For such a young city, Los Angeles does quite a swift business in hauntings (maybe it’s the specter of the film industry?). It’s not just our creaky old West Adams mansions that have ghosts either—pretty much every tourist spot is also said to host a spirit or two or seventeen. For Halloween, we’ve collected 20 such landmarks and their accompanying ghost stories, in handy map form.
1 Grauman’s Chinese Theatre
Actor Victor Kilian, best known as the Fernwood Flasher on Mary Hartman, Mary Hartman, is said to haunt the forecourt at the Chinese. Kilian lived near the theater and was beaten to death in his home in 1979; some stories say it was burglars, others say he invited up a man from a nearby bar.
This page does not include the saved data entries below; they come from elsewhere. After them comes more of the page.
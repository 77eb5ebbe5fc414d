// Copyright (C) 2026 Minpaku Suite Contributors
// Use of this source code is governed by an MIT-style
// license that can be found in the LICENSE file or at
// https://opensource.org/licenses/MIT.

diesel::table! {
    bookings (id) {
        id -> BigInt,
        property_id -> Nullable<BigInt>,
        checkin -> Nullable<Text>,
        checkout -> Nullable<Text>,
        adults -> Integer,
        children -> Integer,
        state -> Text,
        created_at -> Text,
        updated_at -> Text,
        meta_json -> Text,
    }
}

diesel::table! {
    ledger_entries (id) {
        id -> BigInt,
        booking_id -> BigInt,
        event -> Text,
        amount -> Double,
        currency -> Text,
        meta_json -> Text,
        created_at -> Text,
    }
}

diesel::allow_tables_to_appear_in_same_query!(bookings, ledger_entries);
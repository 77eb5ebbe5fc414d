// Copyright (C) 2026 Minpaku Suite Contributors
// Use of this source code is governed by an MIT-style
// license that can be found in the LICENSE file or at
// https://opensource.org/licenses/MIT.

//! Write-side mutations for bookings and ledger entries.
//!
//! Ledger rows are insert-only and bulk-delete-only; nothing here updates
//! an existing ledger row.

use crate::backend;
use crate::data_models::{NewBookingRow, NewLedgerEntryRow};
use crate::diesel_schema::{bookings, ledger_entries};
use crate::error::PersistenceError;
use diesel::prelude::*;

/// Inserts a new booking row and returns the assigned id.
///
/// # Errors
///
/// Returns an error if the insert fails.
pub fn insert_booking(
    conn: &mut SqliteConnection,
    row: &NewBookingRow,
) -> Result<i64, PersistenceError> {
    diesel::insert_into(bookings::table)
        .values(row)
        .execute(conn)?;

    backend::last_insert_rowid(conn)
}

/// Overwrites an existing booking row.
///
/// # Errors
///
/// Returns `BookingNotFound` if no row has the given id, or an error if
/// the update fails.
pub fn update_booking(
    conn: &mut SqliteConnection,
    booking_id: i64,
    row: &NewBookingRow,
) -> Result<(), PersistenceError> {
    let updated = diesel::update(bookings::table.filter(bookings::id.eq(booking_id)))
        .set(row)
        .execute(conn)?;

    if updated == 0 {
        return Err(PersistenceError::BookingNotFound(booking_id));
    }
    Ok(())
}

/// Deletes a booking row. Returns the number of rows removed.
///
/// # Errors
///
/// Returns an error if the delete fails.
pub fn delete_booking_row(
    conn: &mut SqliteConnection,
    booking_id: i64,
) -> Result<usize, PersistenceError> {
    Ok(diesel::delete(bookings::table.filter(bookings::id.eq(booking_id))).execute(conn)?)
}

/// Appends a ledger entry row and returns the assigned id.
///
/// # Errors
///
/// Returns an error if the insert fails.
pub fn append_ledger_entry(
    conn: &mut SqliteConnection,
    row: &NewLedgerEntryRow,
) -> Result<i64, PersistenceError> {
    diesel::insert_into(ledger_entries::table)
        .values(row)
        .execute(conn)?;

    backend::last_insert_rowid(conn)
}

/// Removes all ledger entries for a booking. Returns the number of rows
/// removed.
///
/// # Errors
///
/// Returns an error if the delete fails.
pub fn delete_ledger_for_booking(
    conn: &mut SqliteConnection,
    booking_id: i64,
) -> Result<usize, PersistenceError> {
    Ok(
        diesel::delete(ledger_entries::table.filter(ledger_entries::booking_id.eq(booking_id)))
            .execute(conn)?,
    )
}
// Copyright (C) 2026 Minpaku Suite Contributors
// Use of this source code is governed by an MIT-style
// license that can be found in the LICENSE file or at
// https://opensource.org/licenses/MIT.

use crate::error::TransitionError;
use minpaku_domain::{BookingState, MetaMap};
use serde_json::Value;

/// The immutable outcome of a transition attempt.
///
/// Created fresh by every [`Booking::transition_to`](crate::Booking::transition_to)
/// call; never mutated or reused. Callers must check [`is_success`](Self::is_success)
/// before trusting [`new_state`](Self::new_state).
#[derive(Debug, Clone, PartialEq)]
pub struct TransitionResult {
    new_state: Option<BookingState>,
    error: Option<TransitionError>,
    meta: MetaMap,
}

impl TransitionResult {
    /// Creates a successful transition result.
    #[must_use]
    pub const fn success(new_state: BookingState, meta: MetaMap) -> Self {
        Self {
            new_state: Some(new_state),
            error: None,
            meta,
        }
    }

    /// Creates a failed transition result.
    #[must_use]
    pub const fn failure(error: TransitionError, meta: MetaMap) -> Self {
        Self {
            new_state: None,
            error: Some(error),
            meta,
        }
    }

    /// Whether the transition took effect.
    #[must_use]
    pub const fn is_success(&self) -> bool {
        self.error.is_none()
    }

    /// The state after a successful transition. `None` on failure.
    #[must_use]
    pub const fn new_state(&self) -> Option<BookingState> {
        self.new_state
    }

    /// The rejection reason. `None` on success.
    #[must_use]
    pub const fn error(&self) -> Option<&TransitionError> {
        self.error.as_ref()
    }

    /// Stable machine-readable error code. `None` on success.
    #[must_use]
    pub fn error_code(&self) -> Option<&'static str> {
        self.error.as_ref().map(TransitionError::code)
    }

    /// Operator-facing error message. `None` on success.
    #[must_use]
    pub fn error_message(&self) -> Option<String> {
        self.error.as_ref().map(ToString::to_string)
    }

    /// Transition context: `from`, `to`, `booking_id` and caller extras.
    #[must_use]
    pub const fn meta(&self) -> &MetaMap {
        &self.meta
    }

    /// Looks up a single metadata value by key.
    #[must_use]
    pub fn meta_value(&self, key: &str) -> Option<&Value> {
        self.meta.get(key)
    }
}
// Copyright (C) 2026 Minpaku Suite Contributors
// Use of this source code is governed by an MIT-style
// license that can be found in the LICENSE file or at
// https://opensource.org/licenses/MIT.

//! Persistence layer for the Minpaku Suite booking core.
//!
//! This crate persists bookings and their ledger entries to `SQLite` via
//! Diesel, with embedded migrations. The [`Persistence`] adapter owns its
//! connection; nothing in the workspace reaches into a global database
//! handle.
//!
//! In-memory databases (one unique shared-memory database per call) back
//! the standard tests; file-based databases enable WAL mode and verify
//! foreign-key enforcement at startup.
//!
//! Concurrency note: bookings carry no version token. Two processes that
//! load, transition and save the same booking race last-write-wins at this
//! layer. Callers needing race safety must add compare-and-swap on top.

#![deny(
    clippy::pedantic,
    clippy::cargo,
    clippy::nursery,
    clippy::style,
    clippy::correctness,
    clippy::all,
    clippy::suspicious,
    clippy::complexity,
    clippy::perf,
    clippy::unwrap_used,
    clippy::expect_used
)]
#![allow(clippy::multiple_crate_versions)]

use diesel::SqliteConnection;
use minpaku_booking::Booking;
use minpaku_domain::{BookingState, MetaMap, format_datetime};
use minpaku_ledger::{LedgerEntry, LedgerEvent, LedgerSummary, ListArgs, validate_booking_id};
use std::path::Path;
use std::sync::atomic::{AtomicU64, Ordering};
use time::{Date, OffsetDateTime};
use tracing::{error, info, warn};

mod backend;
mod data_models;
mod diesel_schema;
mod error;
mod mutations;
mod queries;

#[cfg(test)]
mod tests;

pub use error::PersistenceError;
pub use queries::{BookingOrder, BookingQuery};

/// Atomic counter for generating unique in-memory database names.
///
/// Each call to `new_in_memory()` receives a unique sequential ID, so
/// tests are isolated without time-based collisions.
static DB_COUNTER: AtomicU64 = AtomicU64::new(0);

/// Persistence adapter for bookings and ledger entries.
///
/// Owns a single `SQLite` connection selected at construction time.
pub struct Persistence {
    conn: SqliteConnection,
}

impl Persistence {
    /// Creates a persistence adapter backed by an in-memory database.
    ///
    /// Each call receives its own shared-memory database instance.
    ///
    /// # Errors
    ///
    /// Returns an error if the database cannot be initialized.
    pub fn new_in_memory() -> Result<Self, PersistenceError> {
        let db_id = DB_COUNTER.fetch_add(1, Ordering::SeqCst);
        let db_name = format!("minpaku_memdb_{db_id}");
        let shared_memory_url = format!("file:{db_name}?mode=memory&cache=shared");

        let mut conn: SqliteConnection = backend::initialize_database(&shared_memory_url)?;
        backend::verify_foreign_key_enforcement(&mut conn)?;

        Ok(Self { conn })
    }

    /// Creates a persistence adapter backed by a `SQLite` file.
    ///
    /// # Errors
    ///
    /// Returns an error if the database cannot be opened or initialized.
    pub fn new_with_file<P: AsRef<Path>>(path: P) -> Result<Self, PersistenceError> {
        let path_str = path.as_ref().to_str().ok_or_else(|| {
            PersistenceError::InitializationError("Invalid database path".to_string())
        })?;

        let mut conn: SqliteConnection = backend::initialize_database(path_str)?;
        backend::enable_wal_mode(&mut conn)?;
        backend::verify_foreign_key_enforcement(&mut conn)?;

        Ok(Self { conn })
    }

    // ========================================================================
    // Booking repository
    // ========================================================================

    /// Loads a booking by id.
    ///
    /// # Errors
    ///
    /// Returns an error if the query fails or the stored row cannot be
    /// reconstructed.
    pub fn find_booking(&mut self, booking_id: i64) -> Result<Option<Booking>, PersistenceError> {
        queries::find_booking(&mut self.conn, booking_id)
    }

    /// Saves a booking, assigning an id on first save.
    ///
    /// Returns the booking's id. A booking with an id is updated in place;
    /// a booking without one is inserted and receives its id.
    ///
    /// # Errors
    ///
    /// Returns `BookingNotFound` when updating a booking whose row no
    /// longer exists, or an error if the write fails.
    pub fn save_booking(&mut self, booking: &mut Booking) -> Result<i64, PersistenceError> {
        let row = data_models::NewBookingRow::from_booking(booking)?;

        match booking.id() {
            Some(id) => {
                mutations::update_booking(&mut self.conn, id, &row)?;
                Ok(id)
            }
            None => {
                let id = mutations::insert_booking(&mut self.conn, &row)?;
                booking.set_id(id);
                info!(booking_id = id, "Booking created");
                Ok(id)
            }
        }
    }

    /// Lists bookings for a property, filtered and paginated.
    ///
    /// # Errors
    ///
    /// Returns an error if the query fails or a row cannot be
    /// reconstructed.
    pub fn list_bookings_by_property(
        &mut self,
        property_id: i64,
        args: &BookingQuery,
    ) -> Result<Vec<Booking>, PersistenceError> {
        queries::list_bookings_by_property(&mut self.conn, property_id, args)
    }

    /// Counts bookings for a property under the listing filters.
    ///
    /// # Errors
    ///
    /// Returns an error if the query fails.
    pub fn count_bookings_by_property(
        &mut self,
        property_id: i64,
        args: &BookingQuery,
    ) -> Result<i64, PersistenceError> {
        queries::count_bookings_by_property(&mut self.conn, property_id, args)
    }

    /// Finds non-cancelled bookings overlapping `[checkin, checkout)` for a
    /// property, optionally excluding one booking id.
    ///
    /// Callers use this to enforce no-double-booking before transitioning;
    /// the booking entity itself performs no overlap checking.
    ///
    /// # Errors
    ///
    /// Returns an error if the query fails or a row cannot be
    /// reconstructed.
    pub fn find_overlapping(
        &mut self,
        property_id: i64,
        checkin: Date,
        checkout: Date,
        exclude_id: Option<i64>,
    ) -> Result<Vec<Booking>, PersistenceError> {
        queries::find_overlapping(&mut self.conn, property_id, checkin, checkout, exclude_id)
    }

    /// Deletes a booking.
    ///
    /// Without `force`, only draft bookings may be deleted. Ledger entries
    /// are not removed here; call
    /// [`ledger_delete_for_booking`](Self::ledger_delete_for_booking)
    /// alongside when tearing a booking down completely.
    ///
    /// # Errors
    ///
    /// Returns `BookingNotFound` if the booking does not exist, or
    /// `CannotDeleteBooking` for a non-draft booking without `force`.
    pub fn delete_booking(&mut self, booking_id: i64, force: bool) -> Result<(), PersistenceError> {
        let booking = self
            .find_booking(booking_id)?
            .ok_or(PersistenceError::BookingNotFound(booking_id))?;

        if !force && booking.state() != BookingState::Draft {
            return Err(PersistenceError::CannotDeleteBooking {
                id: booking_id,
                state: booking.state(),
            });
        }

        let deleted = mutations::delete_booking_row(&mut self.conn, booking_id)?;
        if deleted == 0 {
            return Err(PersistenceError::BookingNotFound(booking_id));
        }

        info!(booking_id, force, "Booking deleted");
        Ok(())
    }

    // ========================================================================
    // Ledger
    // ========================================================================

    /// Appends a ledger entry for a booking and returns the assigned entry
    /// id.
    ///
    /// Nothing is written when validation rejects the booking id. Event
    /// validity is enforced by the [`LedgerEvent`] type; callers accepting
    /// strings parse them at their own boundary.
    ///
    /// # Errors
    ///
    /// Returns `LedgerViolation` for a non-positive booking id, or an
    /// error if the write fails.
    pub fn ledger_append(
        &mut self,
        booking_id: i64,
        event: LedgerEvent,
        amount: f64,
        currency: &str,
        meta: MetaMap,
    ) -> Result<i64, PersistenceError> {
        if let Err(violation) = validate_booking_id(booking_id) {
            warn!(booking_id, event = event.as_str(), %violation, "Ledger append rejected");
            return Err(violation.into());
        }

        let row = data_models::NewLedgerEntryRow {
            booking_id,
            event: event.as_str().to_string(),
            amount,
            currency: currency.to_string(),
            meta_json: serde_json::to_string(&meta)?,
            created_at: format_datetime(OffsetDateTime::now_utc()),
        };

        let entry_id = match mutations::append_ledger_entry(&mut self.conn, &row) {
            Ok(id) => id,
            Err(e) => {
                error!(booking_id, event = event.as_str(), %e, "Failed to append ledger entry");
                return Err(e);
            }
        };

        info!(
            entry_id,
            booking_id,
            event = event.as_str(),
            amount,
            currency,
            "Ledger entry created"
        );
        Ok(entry_id)
    }

    /// Lists ledger entries for a booking, filtered and paginated.
    ///
    /// # Errors
    ///
    /// Returns an error if the query fails or a row cannot be
    /// reconstructed.
    pub fn ledger_entries(
        &mut self,
        booking_id: i64,
        args: &ListArgs,
    ) -> Result<Vec<LedgerEntry>, PersistenceError> {
        queries::ledger_entries_for_booking(&mut self.conn, booking_id, args)
    }

    /// Loads a single ledger entry by id.
    ///
    /// # Errors
    ///
    /// Returns an error if the query fails or the row cannot be
    /// reconstructed.
    pub fn ledger_entry(
        &mut self,
        entry_id: i64,
    ) -> Result<Option<LedgerEntry>, PersistenceError> {
        queries::ledger_entry(&mut self.conn, entry_id)
    }

    /// Counts ledger entries for a booking, optionally for one event kind.
    ///
    /// # Errors
    ///
    /// Returns an error if the query fails.
    pub fn ledger_count(
        &mut self,
        booking_id: i64,
        event: Option<LedgerEvent>,
    ) -> Result<i64, PersistenceError> {
        queries::ledger_count(&mut self.conn, booking_id, event)
    }

    /// Sums ledger amounts for a booking in one currency, optionally for
    /// one event kind. Entries in other currencies are ignored.
    ///
    /// # Errors
    ///
    /// Returns an error if the query fails.
    pub fn ledger_total_amount(
        &mut self,
        booking_id: i64,
        event: Option<LedgerEvent>,
        currency: &str,
    ) -> Result<f64, PersistenceError> {
        queries::ledger_total_amount(&mut self.conn, booking_id, event, currency)
    }

    /// Summarizes a booking's full ledger.
    ///
    /// Scans the complete unpaginated entry list rather than issuing
    /// aggregate queries, so cost is linear in the booking's entry count.
    ///
    /// # Errors
    ///
    /// Returns an error if the query fails or a row cannot be
    /// reconstructed.
    pub fn ledger_summary(&mut self, booking_id: i64) -> Result<LedgerSummary, PersistenceError> {
        let entries = self.ledger_entries(booking_id, &ListArgs::unbounded())?;
        Ok(minpaku_ledger::summarize(&entries))
    }

    /// Removes all ledger entries for a booking, for use when the booking
    /// itself is deleted. Not undoable.
    ///
    /// # Errors
    ///
    /// Returns an error if the delete fails.
    pub fn ledger_delete_for_booking(
        &mut self,
        booking_id: i64,
    ) -> Result<usize, PersistenceError> {
        let deleted = mutations::delete_ledger_for_booking(&mut self.conn, booking_id)?;
        info!(booking_id, deleted, "Ledger entries deleted for booking");
        Ok(deleted)
    }
}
2 The Silent Movie Theatre
Now home to Cinefamily, the Silent Movie Theatre is said to be haunted by the ghosts of its first two owners. John Hampton opened the theater in 1942 and dedicated his life to preserving silent films … using toxic chemicals that eventually gave him cancer. Lawrence Austin reopened the theater after Hampton’s death in the early nineties; in 1997, he was fatally shot in the lobby in a plot concocted by his lover/projectionist. Hampton is said to haunt the upstairs lounge while Austin covers the lobby.
3 Pantages Theatre
The theater has at least two ghosts: a singing woman who’s said to have died in the mezzanine in 1932 and the one and only Howard Hughes. Hughes’s RKO Pictures bought the Pantages in 1949 and he had offices on the second floor–employees over the years say they’ve seen his apparition there.